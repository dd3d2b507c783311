//! Rename planning and execution
//!
//! Derives the canonical `<Show> SxxEyy <Title>.<ext>` filename for every
//! enriched episode and either previews (dry run) or performs the moves.
//! All moves happen within the episode's own season directory.

use crate::enricher::{EnrichedEpisode, EnrichedSeason, EnrichedShow};
use std::ffi::OsStr;
use std::fs;
use std::io;
use std::path::PathBuf;
use thiserror::Error;
use tracing::info;

/// Characters that are illegal in filenames on common filesystems. They are
/// removed from episode titles, never substituted.
const ILLEGAL_PATH_CHARS: &[char] = &['\\', '/', ':', '*', '?', '"', '<', '>', '|'];

/// Errors that can occur while renaming episode files
#[derive(Debug, Error)]
pub enum RenameError {
    /// An episode file has no extension
    #[error("missing file extension for {0}")]
    MissingExtension(PathBuf),

    /// A computed target path already exists on disk; renaming would
    /// silently overwrite it, so the run is aborted instead
    #[error("target already exists, not overwriting: {to} (while renaming {from})")]
    TargetExists { from: PathBuf, to: PathBuf },

    /// Moving a file failed; the remaining run is aborted, already-performed
    /// moves are not rolled back
    #[error("failed to rename {from} -> {to}: {source}")]
    Rename {
        from: PathBuf,
        to: PathBuf,
        source: io::Error,
    },
}

/// Renames every episode of the show to its canonical filename.
///
/// Processes seasons and episodes in order. Episodes already carrying their
/// canonical name are skipped and not counted, so running twice over the
/// same tree renames nothing the second time. With `dry_run` set, the full
/// plan is computed and logged but no file is moved.
///
/// Returns the number of files renamed (or, in a dry run, that would have
/// been renamed).
pub fn run(show: &EnrichedShow, dry_run: bool) -> Result<usize, RenameError> {
    let mut rename_count = 0;

    for season in &show.seasons {
        info!(
            "processing season {} ({} episode(s))",
            season.number,
            season.episodes.len()
        );

        for episode in &season.episodes {
            let target = target_path(show, season, episode)?;
            if episode.file == target {
                continue;
            }

            info!(
                "renaming: {} -> {}",
                episode.file.display(),
                target.display()
            );
            rename_count += 1;

            if !dry_run {
                // fs::rename silently replaces an existing destination on
                // Linux; refuse instead so a colliding target (e.g. a
                // sibling episode already carrying that name) is never
                // destroyed.
                let target_exists =
                    target.try_exists().map_err(|e| RenameError::Rename {
                        from: episode.file.clone(),
                        to: target.clone(),
                        source: e,
                    })?;
                if target_exists {
                    return Err(RenameError::TargetExists {
                        from: episode.file.clone(),
                        to: target,
                    });
                }
                fs::rename(&episode.file, &target).map_err(|e| RenameError::Rename {
                    from: episode.file.clone(),
                    to: target.clone(),
                    source: e,
                })?;
            }
        }
    }

    info!("renamed {rename_count} file(s)");
    if dry_run {
        info!("dry run, no files were moved. Please check the above output");
    }

    Ok(rename_count)
}

/// Computes the canonical target path for an episode, next to its current
/// file.
///
/// Season and episode numbers are zero-padded to two digits; numbers of
/// three or more digits render at natural width (documented limitation).
/// The title segment is omitted entirely for episodes without a resolved
/// title.
fn target_path(
    show: &EnrichedShow,
    season: &EnrichedSeason,
    episode: &EnrichedEpisode,
) -> Result<PathBuf, RenameError> {
    let extension = episode
        .file
        .extension()
        .and_then(OsStr::to_str)
        .ok_or_else(|| RenameError::MissingExtension(episode.file.clone()))?;

    let title_segment = episode
        .title
        .as_deref()
        .map(|title| format!(" {}", strip_illegal_chars(title)))
        .unwrap_or_default();

    let file_name = format!(
        "{} S{:02}E{:02}{}.{}",
        show.name, season.number, episode.number, title_segment, extension
    );

    Ok(episode.file.with_file_name(file_name))
}

/// Removes every illegal path character from a title.
fn strip_illegal_chars(title: &str) -> String {
    title
        .chars()
        .filter(|c| !ILLEGAL_PATH_CHARS.contains(c))
        .collect()
}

* **EXERCISE INSTRUCTIONS**
Starting from the first line of the records above, retype each line exactly up to and including the one that contains "own season directory.", and nothing more.

* **ANSWER AREA**
repository dd3d2b507c783311
//! Rename planning and execution
//!
//! Derives the canonical `<Show> SxxEyy <Title>.<ext>` filename for every
//! enriched episode and either previews (dry run) or performs the moves.
//! All moves happen within the episode's own season directory.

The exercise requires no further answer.